Erin Ball
Erin Ball
Kingston Circus Arts, Kingston, Ontario, Canada
Bio: Erin Ball is a circus artist, the owner of Kingston Circus Arts and, as of 2014, a double below the knee amputee. She uses her new perspective and situation to tell stories, explore movement and make statements that move “against ableist logic” in her performances. She also works with amputees and has created a curriculum for coaches who work with amputees.

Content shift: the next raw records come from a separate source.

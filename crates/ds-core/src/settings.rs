//! Global library settings.
//!
//! [`Settings`] holds the **default week start**, the weekday on which a
//! week begins when a weekly frequency is requested without an explicit
//! anchor.  It is a process-wide singleton accessed via a
//! `std::sync::OnceLock`.
//!
//! The weekday is stored as its ordinal (1 = Monday … 7 = Sunday) because
//! this crate sits below the date types.  Tests that change the value should
//! use [`ScopedWeekStart`] so the previous value is restored.

use std::sync::{Mutex, OnceLock, PoisonError};

/// Ordinal of Monday, the default first day of the week.
pub const MONDAY: u8 = 1;

/// Process-wide settings used by the dateset library.
pub struct Settings {
    week_start: Mutex<u8>,
}

static INSTANCE: OnceLock<Settings> = OnceLock::new();

impl Settings {
    /// Return a reference to the global singleton.
    pub fn instance() -> &'static Settings {
        INSTANCE.get_or_init(|| Settings {
            week_start: Mutex::new(MONDAY),
        })
    }

    /// Return the ordinal (1 = Monday … 7 = Sunday) of the default first
    /// day of the week.
    pub fn week_start_ordinal(&self) -> u8 {
        *self
            .week_start
            .lock()
            .unwrap_or_else(PoisonError::into_inner)
    }

    /// Set the default first day of the week.
    ///
    /// Values outside `1..=7` are ignored and `false` is returned.
    pub fn set_week_start_ordinal(&self, ordinal: u8) -> bool {
        if !(1..=7).contains(&ordinal) {
            return false;
        }
        *self
            .week_start
            .lock()
            .unwrap_or_else(PoisonError::into_inner) = ordinal;
        true
    }

    /// Reset the default first day of the week to Monday.
    pub fn reset_week_start(&self) {
        self.set_week_start_ordinal(MONDAY);
    }
}

/// Sets the default week start for the lifetime of the guard, restoring the
/// previous value on drop.
#[derive(Debug)]
pub struct ScopedWeekStart {
    previous: u8,
}

impl ScopedWeekStart {
    /// Install `ordinal` (1 = Monday … 7 = Sunday) as the default week start.
    ///
    /// An invalid ordinal leaves the current value untouched.
    pub fn new(ordinal: u8) -> Self {
        let settings = Settings::instance();
        let previous = settings.week_start_ordinal();
        settings.set_week_start_ordinal(ordinal);
        Self { previous }
    }
}

impl Drop for ScopedWeekStart {
    fn drop(&mut self) {
        Settings::instance().set_week_start_ordinal(self.previous);
    }
}

#[cfg(test)]
mod tests {
    use super::*;

    #[test]
    fn rejects_invalid_ordinal() {
        let settings = Settings::instance();
        let before = settings.week_start_ordinal();
        assert!(!settings.set_week_start_ordinal(0));
        assert!(!settings.set_week_start_ordinal(8));
        assert_eq!(settings.week_start_ordinal(), before);
    }
}
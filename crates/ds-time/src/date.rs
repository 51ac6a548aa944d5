//! `Date` type.
//!
//! Dates are represented as a serial number of days: serial 1 is
//! January 1, 1900.  Serial arithmetic makes day offsets, differences and
//! ordering trivial, and keeps `Date` a 4-byte `Copy` value suitable for the
//! sorted vectors that back a calendar.
//!
//! # Serial number convention
//! * Serial 1 = January 1, 1900 (a Monday).
//! * Earlier dates have zero or negative serials.
//! * The valid date range is 0001-01-01 to 9999-12-31 in the proleptic
//!   Gregorian calendar.

use crate::weekday::Weekday;
use ds_core::errors::{Error, Result};

/// A calendar date (no time component) represented as a serial number.
#[derive(Clone, Copy, PartialEq, Eq, PartialOrd, Ord, Hash)]
pub struct Date(i32);

// ── Constants ─────────────────────────────────────────────────────────────────

impl Date {
    /// Minimum valid date: January 1, year 1.
    pub const MIN: Date = Date(-693_594);

    /// Maximum valid date: December 31, 9999.
    pub const MAX: Date = Date(2_958_464);

    // ── Constructors ─────────────────────────────────────────────────────────

    /// Create a date from a serial number.
    ///
    /// Returns an error if the serial falls outside
    /// [`Date::MIN`]..=[`Date::MAX`].
    pub fn from_serial(serial: i32) -> Result<Self> {
        if serial < Self::MIN.0 || serial > Self::MAX.0 {
            return Err(Error::Date(format!(
                "serial {serial} out of range [{}, {}]",
                Self::MIN.0,
                Self::MAX.0
            )));
        }
        Ok(Date(serial))
    }

    /// Create a date from year, month (1–12), and day-of-month (1–31).
    pub fn from_ymd(year: u16, month: u8, day: u8) -> Result<Self> {
        if !(1..=9999).contains(&year) {
            return Err(Error::Date(format!("year {year} out of range [1, 9999]")));
        }
        if !(1..=12).contains(&month) {
            return Err(Error::Date(format!("month {month} out of range [1, 12]")));
        }
        let days_in = days_in_month(year, month);
        if day == 0 || day > days_in {
            return Err(Error::Date(format!(
                "day {day} out of range [1, {days_in}] for {year}-{month:02}"
            )));
        }
        Ok(Date(serial_from_ymd(year, month, day)))
    }

    /// Create a date from a serial known to be in range.
    pub(crate) fn from_serial_unchecked(serial: i32) -> Self {
        debug_assert!(
            (Self::MIN.0..=Self::MAX.0).contains(&serial),
            "invalid date serial {serial}"
        );
        Date(serial)
    }

    /// Create a date from a serial, saturating at [`Date::MIN`] / [`Date::MAX`].
    pub(crate) fn from_serial_clamped(serial: i32) -> Self {
        Date(serial.clamp(Self::MIN.0, Self::MAX.0))
    }

    // ── Accessors ─────────────────────────────────────────────────────────────

    /// Return the serial number.
    pub fn serial(&self) -> i32 {
        self.0
    }

    /// Return the year (1–9999).
    pub fn year(&self) -> u16 {
        ymd_from_serial(self.0).0
    }

    /// Return the month (1–12).
    pub fn month(&self) -> u8 {
        ymd_from_serial(self.0).1
    }

    /// Return the day of the month (1–31).
    pub fn day_of_month(&self) -> u8 {
        ymd_from_serial(self.0).2
    }

    /// Return `(year, month, day)`.
    pub fn ymd(&self) -> (u16, u8, u8) {
        ymd_from_serial(self.0)
    }

    /// Return the day of the year (1–366).
    pub fn day_of_year(&self) -> u16 {
        let (y, m, d) = ymd_from_serial(self.0);
        let leap = u16::from(m > 2 && is_leap_year(y));
        MONTH_OFFSET[m as usize - 1] + leap + d as u16
    }

    /// Return the weekday.
    pub fn weekday(&self) -> Weekday {
        // serial 1 → Monday, serial 2 → Tuesday, …
        let w = ((self.0 - 1).rem_euclid(7) + 1) as u8;
        Weekday::from_ordinal(w).unwrap_or(Weekday::Monday)
    }

    /// Return `true` if the date falls on a Saturday or Sunday.
    pub fn is_weekend(&self) -> bool {
        self.weekday().is_weekend()
    }

    /// Quarter of the year (1–4).
    pub fn quarter(&self) -> u8 {
        (self.month() - 1) / 3 + 1
    }

    /// Trimester (four-month third) of the year (1–3).
    pub fn trimester(&self) -> u8 {
        (self.month() - 1) / 4 + 1
    }

    /// Semester (half) of the year (1–2).
    pub fn semester(&self) -> u8 {
        (self.month() - 1) / 6 + 1
    }

    /// ISO-8601 week date: `(iso_year, week)` with `week` in 1–53.
    ///
    /// Week 1 is the week containing the year's first Thursday, so early
    /// January dates may belong to the previous ISO year and late December
    /// dates to the next.
    pub fn iso_week(&self) -> (u16, u8) {
        let year = self.year();
        let wd = self.weekday().ordinal() as i32;
        let week = (self.day_of_year() as i32 - wd + 10) / 7;
        if week < 1 {
            (year - 1, iso_weeks_in_year(year - 1))
        } else if week > iso_weeks_in_year(year) as i32 {
            (year + 1, 1)
        } else {
            (year, week as u8)
        }
    }

    // ── Arithmetic ────────────────────────────────────────────────────────────

    /// Advance by `n` days.  Returns an error if the result is out of range.
    pub fn add_days(self, n: i32) -> Result<Self> {
        self.0
            .checked_add(n)
            .and_then(|serial| Self::from_serial(serial).ok())
            .ok_or_else(|| Error::Date(format!("{self} + {n} day(s) is out of range")))
    }

    /// Return the number of calendar days between `self` and `other`.
    /// Positive if `other > self`.
    pub fn days_between(self, other: Date) -> i32 {
        other.0 - self.0
    }

    /// Return the first day of the month containing this date.
    pub fn start_of_month(self) -> Self {
        let (y, m, _) = ymd_from_serial(self.0);
        Date(serial_from_ymd(y, m, 1))
    }

    /// Return the last day of the month containing this date.
    pub fn end_of_month(self) -> Self {
        let (y, m, _) = ymd_from_serial(self.0);
        Date(serial_from_ymd(y, m, days_in_month(y, m)))
    }

    /// Return `true` if this is the last calendar day of its month.
    pub fn is_end_of_month(self) -> bool {
        self == self.end_of_month()
    }

    /// Return the *n*-th occurrence of `weekday` in the month of `year`/`month`.
    ///
    /// For example, `nth_weekday(3, Weekday::Friday, 2019, 3)` returns the
    /// third Friday of March 2019 (2019-03-15).
    ///
    /// # Errors
    /// Returns an error if `n` is zero or larger than the number of such
    /// weekdays in the month, or if the month itself is invalid.
    pub fn nth_weekday(n: u8, weekday: Weekday, year: u16, month: u8) -> Result<Self> {
        if n == 0 {
            return Err(Error::Date("nth_weekday: n must be >= 1".into()));
        }
        let first = Date::from_ymd(year, month, 1)?;
        let skip = first.weekday().days_until(weekday) as u8;
        let day = 1 + skip + 7 * (n - 1);
        if day > days_in_month(year, month) {
            return Err(Error::Date(format!(
                "nth_weekday: {n}-th {weekday} does not exist in {year}-{month:02}"
            )));
        }
        Date::from_ymd(year, month, day)
    }

    /// Iterate every calendar day in `[start, end]` (empty if `start > end`).
    pub fn range_inclusive(start: Date, end: Date) -> impl Iterator<Item = Date> {
        (start.0..=end.0).map(Date::from_serial_unchecked)
    }
}
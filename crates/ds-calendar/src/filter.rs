//! `DateFilter`: named period criteria for [`Calendar::filter_by`].
//!
//! [`Calendar::filter_by`]: crate::Calendar::filter_by

use ds_core::ensure;
use ds_core::errors::{Error, Result};
use ds_time::{Date, Weekday};

/// A conjunction of period criteria.
///
/// ```
/// use ds_calendar::DateFilter;
/// let q3_2020 = DateFilter::new().year(2020).quarter(3);
/// assert!(!q3_2020.is_empty());
/// ```
#[derive(Debug, Clone, Copy, Default, PartialEq, Eq)]
pub struct DateFilter {
    year: Option<u16>,
    semester: Option<u8>,
    trimester: Option<u8>,
    quarter: Option<u8>,
    month: Option<u8>,
    week: Option<u8>,
    weekday: Option<Weekday>,
}

impl DateFilter {
    /// An empty filter.  At least one criterion must be added before use.
    pub fn new() -> Self {
        Self::default()
    }

    /// Keep dates of the given year.
    pub fn year(mut self, year: u16) -> Self {
        self.year = Some(year);
        self
    }

    /// Keep dates of the given semester (1–2).
    pub fn semester(mut self, semester: u8) -> Self {
        self.semester = Some(semester);
        self
    }

    /// Keep dates of the given trimester (1–3).
    pub fn trimester(mut self, trimester: u8) -> Self {
        self.trimester = Some(trimester);
        self
    }

    /// Keep dates of the given quarter (1–4).
    pub fn quarter(mut self, quarter: u8) -> Self {
        self.quarter = Some(quarter);
        self
    }

    /// Keep dates of the given month (1–12).
    pub fn month(mut self, month: u8) -> Self {
        self.month = Some(month);
        self
    }

    /// Keep dates of the given ISO week number (1–53).
    pub fn week(mut self, week: u8) -> Self {
        self.week = Some(week);
        self
    }

    /// Keep dates falling on `weekday`.
    pub fn weekday(mut self, weekday: Weekday) -> Self {
        self.weekday = Some(weekday);
        self
    }

    /// Whether no criterion has been set.
    pub fn is_empty(&self) -> bool {
        *self == Self::default()
    }

    /// Check that at least one criterion is set and every one is in range.
    pub fn validate(&self) -> Result<()> {
        ensure!(
            !self.is_empty(),
            InvalidArgument,
            "filter needs one of year, semester, trimester, quarter, month, week or weekday"
        );
        check("semester", self.semester, 2)?;
        check("trimester", self.trimester, 3)?;
        check("quarter", self.quarter, 4)?;
        check("month", self.month, 12)?;
        check("week", self.week, 53)?;
        Ok(())
    }

    /// Whether `date` satisfies every criterion.
    pub fn matches(&self, date: Date) -> bool {
        fn ok<T: PartialEq>(want: Option<T>, got: impl FnOnce() -> T) -> bool {
            want.map_or(true, |w| w == got())
        }
        ok(self.year, || date.year())
            && ok(self.semester, || date.semester())
            && ok(self.trimester, || date.trimester())
            && ok(self.quarter, || date.quarter())
            && ok(self.month, || date.month())
            && ok(self.week, || date.iso_week().1)
            && ok(self.weekday, || date.weekday())
    }
}

fn check(name: &str, value: Option<u8>, max: u8) -> Result<()> {
    match value {
        Some(v) if v == 0 || v > max => Err(Error::InvalidArgument(format!(
            "{name} should be in [1, {max}], {v} given"
        ))),
        _ => Ok(()),
    }
}
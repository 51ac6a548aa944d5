//! Frequency positions of calendar dates, memoised per calendar.

use std::sync::{Arc, PoisonError};

use ds_core::errors::Result;
use ds_time::{Date, Frequency};
use tracing::{debug, trace};

use crate::calendar::Calendar;
use crate::datemap::{DateMap, DateMapKey, Position};

impl Calendar {
    /// 1-based position of every date within its `frequency` period.
    ///
    /// ```
    /// use ds_calendar::Calendar;
    /// use ds_time::{Date, Frequency};
    ///
    /// let cal = Calendar::from_ymd(&[(2019, 7, 14), (2019, 7, 29), (2019, 8, 15)]).unwrap();
    /// let pos = cal.dayof(Frequency::Month);
    /// assert_eq!(pos.get(Date::from_ymd(2019, 7, 29).unwrap()), Ok(2));
    /// ```
    pub fn dayof(&self, frequency: Frequency) -> Arc<DateMap> {
        self.dayof_with_base(frequency, 1)
    }

    /// Position of every date within its `frequency` period, the first date
    /// of each period being numbered `base`.
    pub fn dayof_with_base(&self, frequency: Frequency, base: usize) -> Arc<DateMap> {
        let key = DateMapKey {
            position: Position::DayOf,
            frequency,
            base,
        };
        self.cached(key, |dates| DateMap::day_of(dates, frequency, base))
    }

    /// Position of `date` in the whole calendar, the first date being
    /// numbered `base`.
    ///
    /// # Errors
    /// [`Error::Lookup`](ds_core::Error::Lookup) if `date` is not in the
    /// calendar.
    pub fn position(&self, date: Date, base: usize) -> Result<usize> {
        Ok(self.index(date)? + base)
    }

    /// Calendar dates since the start of the `frequency` period
    /// (0 on the first date of each period).
    pub fn daysfrom(&self, frequency: Frequency) -> Arc<DateMap> {
        self.dayof_with_base(frequency, 0)
    }

    /// Calendar dates until the end of the `frequency` period
    /// (0 on the last date of each period).
    pub fn daysto(&self, frequency: Frequency) -> Arc<DateMap> {
        let key = DateMapKey {
            position: Position::DaysTo,
            frequency,
            base: 0,
        };
        self.cached(key, |dates| DateMap::days_to(dates, frequency))
    }

    fn cached(&self, key: DateMapKey, build: impl FnOnce(&[Date]) -> DateMap) -> Arc<DateMap> {
        if let Some(map) = self
            .cache
            .read()
            .unwrap_or_else(PoisonError::into_inner)
            .get(&key)
        {
            trace!(%key, "datemap cache hit");
            return Arc::clone(map);
        }

        let map = Arc::new(build(self.dates()));
        debug!(
            op = ?key.position,
            frequency = %key.frequency,
            base = key.base,
            len = map.len(),
            "datemap computed"
        );
        let mut cache = self.cache.write().unwrap_or_else(PoisonError::into_inner);
        Arc::clone(cache.entry(key).or_insert(map))
    }
}

#[cfg(test)]
mod tests {
    use super::*;
    use ds_time::Weekday;

    fn date(y: u16, m: u8, d: u8) -> Date {
        Date::from_ymd(y, m, d).unwrap()
    }

    fn sample() -> Calendar {
        Calendar::from_ymd(&[
            (2019, 7, 14),
            (2019, 7, 29),
            (2019, 8, 15),
            (2019, 8, 16),
            (2019, 8, 19),
            (2019, 8, 20),
        ])
        .unwrap()
    }

    #[test]
    fn dayof_by_frequency() {
        let cal = sample();
        let month = cal.dayof(Frequency::Month);
        assert_eq!(month.get(date(2019, 7, 14)), Ok(1));
        assert_eq!(month.get(date(2019, 7, 29)), Ok(2));
        assert_eq!(month.get(date(2019, 8, 16)), Ok(2));
        assert_eq!(cal.dayof(Frequency::Year).get(date(2019, 8, 16)), Ok(4));
        let week = cal.dayof(Frequency::Week(Weekday::Monday));
        assert_eq!(week.get(date(2019, 8, 19)), Ok(1));
        assert_eq!(week.get(date(2019, 8, 20)), Ok(2));
    }

    #[test]
    fn position_in_the_whole_calendar() {
        let cal = sample();
        assert_eq!(cal.position(date(2019, 7, 14), 1), Ok(1));
        assert_eq!(cal.position(date(2019, 8, 16), 1), Ok(4));
        assert_eq!(cal.position(date(2019, 8, 16), 0), Ok(3));
        assert!(cal.position(date(2019, 8, 17), 1).is_err());
        assert!(cal.cache.read().unwrap().is_empty());
    }

    #[test]
    fn base_shifts_every_position() {
        let cal = sample();
        let one = cal.dayof(Frequency::Quarter);
        let zero = cal.daysfrom(Frequency::Quarter);
        for (d, p) in one.iter() {
            assert_eq!(zero.get(d), Ok(p - 1));
        }
    }

    #[test]
    fn maps_are_cached_and_shared_by_clones() {
        let cal = sample();
        let a = cal.daysto(Frequency::Month);
        let b = cal.clone().daysto(Frequency::Month);
        assert!(Arc::ptr_eq(&a, &b));
        assert!(!Arc::ptr_eq(&a, &cal.daysto(Frequency::Year)));
        assert_eq!(cal.cache.read().unwrap().len(), 2);
    }

    #[test]
    fn derived_calendars_get_their_own_cache() {
        let cal = sample();
        let before = cal.dayof(Frequency::Month);
        let tail = cal.slice(2isize, ..);
        let after = tail.dayof(Frequency::Month);
        assert_eq!(before.get(date(2019, 8, 16)), Ok(2));
        assert_eq!(after.get(date(2019, 8, 16)), Ok(2));
        assert!(after.get(date(2019, 7, 14)).is_err());
    }
}
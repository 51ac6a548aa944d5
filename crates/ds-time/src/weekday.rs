//! `Weekday`: day-of-week enum.

use ds_core::errors::{Error, Result};
use ds_core::settings::Settings;

/// Day of the week.
///
/// Variants are numbered 1–7 (Monday = 1, Sunday = 7).
#[derive(Debug, Clone, Copy, PartialEq, Eq, PartialOrd, Ord, Hash)]
#[repr(u8)]
pub enum Weekday {
    /// Monday (1).
    Monday = 1,
    /// Tuesday (2).
    Tuesday = 2,
    /// Wednesday (3).
    Wednesday = 3,
    /// Thursday (4).
    Thursday = 4,
    /// Friday (5).
    Friday = 5,
    /// Saturday (6).
    Saturday = 6,
    /// Sunday (7).
    Sunday = 7,
}

const TAGS: [&str; 7] = ["MON", "TUE", "WED", "THU", "FRI", "SAT", "SUN"];

impl Weekday {
    /// Construct from the ordinal (1 = Monday … 7 = Sunday).
    ///
    /// Returns `None` if the value is out of range.
    pub fn from_ordinal(n: u8) -> Option<Self> {
        match n {
            1 => Some(Weekday::Monday),
            2 => Some(Weekday::Tuesday),
            3 => Some(Weekday::Wednesday),
            4 => Some(Weekday::Thursday),
            5 => Some(Weekday::Friday),
            6 => Some(Weekday::Saturday),
            7 => Some(Weekday::Sunday),
            _ => None,
        }
    }

    /// The default first day of the week, as configured in
    /// [`Settings`](ds_core::settings::Settings) (Monday unless changed).
    pub fn week_start() -> Self {
        Self::from_ordinal(Settings::instance().week_start_ordinal()).unwrap_or(Weekday::Monday)
    }

    /// Return `true` if this is Saturday or Sunday.
    pub fn is_weekend(&self) -> bool {
        matches!(self, Weekday::Saturday | Weekday::Sunday)
    }

    /// Return `true` if this is Monday–Friday.
    pub fn is_weekday(&self) -> bool {
        !self.is_weekend()
    }

    /// Return the ordinal (1 = Monday … 7 = Sunday).
    pub fn ordinal(&self) -> u8 {
        *self as u8
    }

    /// The following day of the week (Sunday wraps to Monday).
    pub fn succ(&self) -> Self {
        Self::from_ordinal(self.ordinal() % 7 + 1).unwrap_or(Weekday::Monday)
    }

    /// The preceding day of the week (Monday wraps to Sunday).
    pub fn pred(&self) -> Self {
        Self::from_ordinal((self.ordinal() + 5) % 7 + 1).unwrap_or(Weekday::Sunday)
    }

    /// Number of days (0–6) from `self` forward to the next `other`.
    pub fn days_until(&self, other: Weekday) -> i32 {
        (other.ordinal() as i32 - self.ordinal() as i32).rem_euclid(7)
    }

    /// Three-letter upper-case tag (`"MON"` … `"SUN"`).
    pub fn tag(&self) -> &'static str {
        TAGS[self.ordinal() as usize - 1]
    }
}

impl std::str::FromStr for Weekday {
    type Err = Error;

    /// Parse a three-letter tag (`MON` … `SUN`, case-insensitive) or a full
    /// English name.
    fn from_str(s: &str) -> Result<Self> {
        let key = s.trim().to_ascii_uppercase();
        Weekday::all()
            .into_iter()
            .find(|w| w.tag() == key || w.to_string().to_ascii_uppercase() == key)
            .ok_or_else(|| {
                Error::InvalidArgument(format!(
                    "expected a weekday tag among {}, received {s:?}",
                    TAGS.join(",")
                ))
            })
    }
}

impl Weekday {
    /// All seven weekdays, Monday first.
    pub fn all() -> [Weekday; 7] {
        [
            Weekday::Monday,
            Weekday::Tuesday,
            Weekday::Wednesday,
            Weekday::Thursday,
            Weekday::Friday,
            Weekday::Saturday,
            Weekday::Sunday,
        ]
    }
}

impl std::fmt::Display for Weekday {
    fn fmt(&self, f: &mut std::fmt::Formatter<'_>) -> std::fmt::Result {
        let name = match self {
            Weekday::Monday => "Monday",
            Weekday::Tuesday => "Tuesday",
            Weekday::Wednesday => "Wednesday",
            Weekday::Thursday => "Thursday",
            Weekday::Friday => "Friday",
            Weekday::Saturday => "Saturday",
            Weekday::Sunday => "Sunday",
        };
        write!(f, "{name}")
    }
}

#[cfg(feature = "serde")]
impl serde::Serialize for Weekday {
    fn serialize<S: serde::Serializer>(&self, serializer: S) -> std::result::Result<S::Ok, S::Error> {
        serializer.serialize_str(self.tag())
    }
}

#[cfg(feature = "serde")]
impl<'de> serde::Deserialize<'de> for Weekday {
    fn deserialize<D: serde::Deserializer<'de>>(deserializer: D) -> std::result::Result<Self, D::Error> {
        let s = <std::borrow::Cow<'de, str>>::deserialize(deserializer)?;
        s.parse().map_err(serde::de::Error::custom)
    }
}

#[cfg(test)]
mod tests {
    use super::*;

    #[test]
    fn succ_pred_wrap() {
        assert_eq!(Weekday::Sunday.succ(), Weekday::Monday);
        assert_eq!(Weekday::Monday.pred(), Weekday::Sunday);
        assert_eq!(Weekday::Wednesday.succ(), Weekday::Thursday);
        assert_eq!(Weekday::Wednesday.pred(), Weekday::Tuesday);
    }

    #[test]
    fn days_until() {
        assert_eq!(Weekday::Monday.days_until(Weekday::Monday), 0);
        assert_eq!(Weekday::Friday.days_until(Weekday::Monday), 3);
        assert_eq!(Weekday::Monday.days_until(Weekday::Sunday), 6);
    }

    #[test]
    fn parse_tags() {
        assert_eq!("MON".parse::<Weekday>().unwrap(), Weekday::Monday);
        assert_eq!("thu".parse::<Weekday>().unwrap(), Weekday::Thursday);
        assert_eq!("Sunday".parse::<Weekday>().unwrap(), Weekday::Sunday);
        assert!("MOO".parse::<Weekday>().is_err());
        assert!("Monkey".parse::<Weekday>().is_err());
        for w in Weekday::all() {
            assert_eq!(w.tag().parse::<Weekday>().unwrap(), w);
        }
    }
}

Title: Against Ableist Logics: The Adaptive Body in Contemporary Circus Arts
Abstract: What does it mean to claim the circus stage as an amputee? While the emergence of so-called crip communities has been discussed in the context of cabaret, live art and film, few critics have yet to take stock of how deaf and disabled artists have intervened in the circus arts. For Circus and Its Others II, Ball and Zaiontz briefly discuss interventions in disability studies that openly counter narratives of disabled bodies as either pitiable or inspirational. Eliza Chandler refers to these dominant narratives of disability as ‘ableist logic’. In tandem with critics such as Danielle Peers, she voices the need for a ‘crip community’: a ‘desire to dwell with disability, a desire which is antagonistic to the normative desire to cure or kill disability’. Ball will discuss how ‘dwelling’ in the context of circus arts is an implicitly adaptive act – one that she seeks to extend beyond her practice to training initiatives such as Flying Footless for aerial coaches amputees. This presentation will also feature documentation of Ball’s inventive use of prosthetics in performance and a brief demonstration that points to how she upends ableist logics through silks, slings and fabric.